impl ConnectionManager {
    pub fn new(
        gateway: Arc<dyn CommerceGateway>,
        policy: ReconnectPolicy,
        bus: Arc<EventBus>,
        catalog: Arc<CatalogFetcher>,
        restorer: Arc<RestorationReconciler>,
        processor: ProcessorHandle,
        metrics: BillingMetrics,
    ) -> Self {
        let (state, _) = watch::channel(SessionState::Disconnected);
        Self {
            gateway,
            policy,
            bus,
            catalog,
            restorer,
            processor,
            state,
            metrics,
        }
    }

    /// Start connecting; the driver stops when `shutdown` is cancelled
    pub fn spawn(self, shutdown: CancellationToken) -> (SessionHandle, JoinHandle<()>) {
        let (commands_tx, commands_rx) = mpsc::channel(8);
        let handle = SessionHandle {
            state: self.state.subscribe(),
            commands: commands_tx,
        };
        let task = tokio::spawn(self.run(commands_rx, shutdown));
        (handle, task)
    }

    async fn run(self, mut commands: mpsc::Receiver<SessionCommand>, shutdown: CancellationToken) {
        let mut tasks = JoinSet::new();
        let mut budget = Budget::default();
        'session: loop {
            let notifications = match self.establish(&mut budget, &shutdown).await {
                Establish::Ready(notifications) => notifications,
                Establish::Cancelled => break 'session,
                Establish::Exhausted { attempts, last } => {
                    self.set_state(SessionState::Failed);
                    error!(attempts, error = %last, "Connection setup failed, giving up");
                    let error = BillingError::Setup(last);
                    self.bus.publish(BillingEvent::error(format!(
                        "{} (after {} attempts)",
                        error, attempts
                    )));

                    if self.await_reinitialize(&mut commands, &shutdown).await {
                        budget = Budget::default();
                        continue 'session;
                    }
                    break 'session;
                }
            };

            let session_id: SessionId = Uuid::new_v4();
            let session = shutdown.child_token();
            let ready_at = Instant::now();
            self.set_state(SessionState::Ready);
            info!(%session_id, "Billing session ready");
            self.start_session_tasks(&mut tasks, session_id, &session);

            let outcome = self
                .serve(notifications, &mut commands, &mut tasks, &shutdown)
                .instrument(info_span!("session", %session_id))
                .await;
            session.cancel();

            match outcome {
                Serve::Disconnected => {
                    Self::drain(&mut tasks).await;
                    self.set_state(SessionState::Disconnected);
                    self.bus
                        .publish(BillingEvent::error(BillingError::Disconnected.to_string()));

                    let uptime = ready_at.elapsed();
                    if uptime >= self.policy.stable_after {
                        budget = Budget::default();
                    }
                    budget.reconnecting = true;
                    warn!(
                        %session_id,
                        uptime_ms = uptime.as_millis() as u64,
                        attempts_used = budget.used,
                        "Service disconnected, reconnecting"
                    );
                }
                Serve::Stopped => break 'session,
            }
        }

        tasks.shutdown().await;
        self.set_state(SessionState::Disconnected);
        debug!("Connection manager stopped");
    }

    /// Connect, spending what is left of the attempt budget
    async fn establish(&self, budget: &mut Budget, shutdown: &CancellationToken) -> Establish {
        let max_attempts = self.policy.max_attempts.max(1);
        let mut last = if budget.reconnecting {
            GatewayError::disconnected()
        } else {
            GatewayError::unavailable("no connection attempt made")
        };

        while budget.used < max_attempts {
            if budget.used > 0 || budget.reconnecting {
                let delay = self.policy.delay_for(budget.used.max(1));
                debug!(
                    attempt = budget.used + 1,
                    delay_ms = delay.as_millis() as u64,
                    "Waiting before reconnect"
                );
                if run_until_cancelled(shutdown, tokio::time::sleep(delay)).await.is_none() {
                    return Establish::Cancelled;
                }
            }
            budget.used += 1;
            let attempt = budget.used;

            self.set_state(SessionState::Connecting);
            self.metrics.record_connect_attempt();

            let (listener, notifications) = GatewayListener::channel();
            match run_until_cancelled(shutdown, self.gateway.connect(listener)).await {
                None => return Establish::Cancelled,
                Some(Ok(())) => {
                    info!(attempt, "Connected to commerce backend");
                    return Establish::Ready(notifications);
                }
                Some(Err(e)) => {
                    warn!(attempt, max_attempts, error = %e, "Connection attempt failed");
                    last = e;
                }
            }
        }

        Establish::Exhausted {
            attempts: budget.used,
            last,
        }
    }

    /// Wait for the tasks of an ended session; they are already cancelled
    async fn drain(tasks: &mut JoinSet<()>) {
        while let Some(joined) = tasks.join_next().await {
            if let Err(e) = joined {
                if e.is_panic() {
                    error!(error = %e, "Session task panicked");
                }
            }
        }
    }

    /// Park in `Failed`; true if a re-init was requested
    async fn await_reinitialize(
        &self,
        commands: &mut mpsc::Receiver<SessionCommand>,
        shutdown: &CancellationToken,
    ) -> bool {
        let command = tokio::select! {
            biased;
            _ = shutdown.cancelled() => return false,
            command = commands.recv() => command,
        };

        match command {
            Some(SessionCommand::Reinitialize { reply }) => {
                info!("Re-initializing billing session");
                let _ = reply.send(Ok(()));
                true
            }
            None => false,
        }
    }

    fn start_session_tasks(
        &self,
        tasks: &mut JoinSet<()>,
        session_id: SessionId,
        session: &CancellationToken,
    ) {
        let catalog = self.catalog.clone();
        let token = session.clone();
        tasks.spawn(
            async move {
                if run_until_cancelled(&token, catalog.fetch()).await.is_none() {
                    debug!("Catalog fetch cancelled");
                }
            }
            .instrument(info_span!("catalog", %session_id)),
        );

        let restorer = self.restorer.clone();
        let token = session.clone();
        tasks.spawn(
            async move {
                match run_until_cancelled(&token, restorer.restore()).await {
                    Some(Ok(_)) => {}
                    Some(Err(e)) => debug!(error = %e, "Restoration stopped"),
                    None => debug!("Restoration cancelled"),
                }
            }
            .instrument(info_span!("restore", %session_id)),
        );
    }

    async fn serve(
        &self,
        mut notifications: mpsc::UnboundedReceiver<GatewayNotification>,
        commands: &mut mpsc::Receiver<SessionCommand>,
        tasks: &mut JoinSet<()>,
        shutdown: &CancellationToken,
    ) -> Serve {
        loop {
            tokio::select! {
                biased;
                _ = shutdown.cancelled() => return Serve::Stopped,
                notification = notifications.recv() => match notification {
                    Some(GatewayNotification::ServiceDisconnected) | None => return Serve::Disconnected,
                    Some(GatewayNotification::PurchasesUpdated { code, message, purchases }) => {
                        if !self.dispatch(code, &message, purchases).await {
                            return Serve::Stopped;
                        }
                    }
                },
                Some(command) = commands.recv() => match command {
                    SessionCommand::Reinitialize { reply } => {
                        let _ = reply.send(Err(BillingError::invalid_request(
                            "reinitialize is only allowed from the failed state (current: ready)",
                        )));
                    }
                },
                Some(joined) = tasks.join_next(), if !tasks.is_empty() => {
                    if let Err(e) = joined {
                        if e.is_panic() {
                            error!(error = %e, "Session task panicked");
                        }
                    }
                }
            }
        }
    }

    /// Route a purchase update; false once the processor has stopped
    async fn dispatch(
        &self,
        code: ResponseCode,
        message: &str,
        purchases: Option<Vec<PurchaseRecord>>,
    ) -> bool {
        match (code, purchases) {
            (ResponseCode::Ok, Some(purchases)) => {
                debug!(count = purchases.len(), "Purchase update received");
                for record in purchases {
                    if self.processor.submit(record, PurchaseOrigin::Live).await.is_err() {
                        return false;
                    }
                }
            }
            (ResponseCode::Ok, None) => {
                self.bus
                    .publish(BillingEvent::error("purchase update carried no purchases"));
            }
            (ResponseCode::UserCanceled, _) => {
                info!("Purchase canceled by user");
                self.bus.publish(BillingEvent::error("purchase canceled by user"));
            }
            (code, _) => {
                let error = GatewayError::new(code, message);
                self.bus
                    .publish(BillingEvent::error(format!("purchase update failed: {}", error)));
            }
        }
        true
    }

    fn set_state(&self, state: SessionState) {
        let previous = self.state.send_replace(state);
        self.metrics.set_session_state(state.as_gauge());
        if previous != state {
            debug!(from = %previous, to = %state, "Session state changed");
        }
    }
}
++++
▶ **Exercise brief**:
Your answer should consist solely of the lines above from the line with "Serve::Stopped => break" to the line with "if budget.used >", both included, reproduced exactly.

▶ **Exercise response**:
                Serve::Stopped => break 'session,
            }
        }

        tasks.shutdown().await;
        self.set_state(SessionState::Disconnected);
        debug!("Connection manager stopped");
    }

    /// Connect, spending what is left of the attempt budget
    async fn establish(&self, budget: &mut Budget, shutdown: &CancellationToken) -> Establish {
        let max_attempts = self.policy.max_attempts.max(1);
        let mut last = if budget.reconnecting {
            GatewayError::disconnected()
        } else {
            GatewayError::unavailable("no connection attempt made")
        };

        while budget.used < max_attempts {
            if budget.used > 0 || budget.reconnecting {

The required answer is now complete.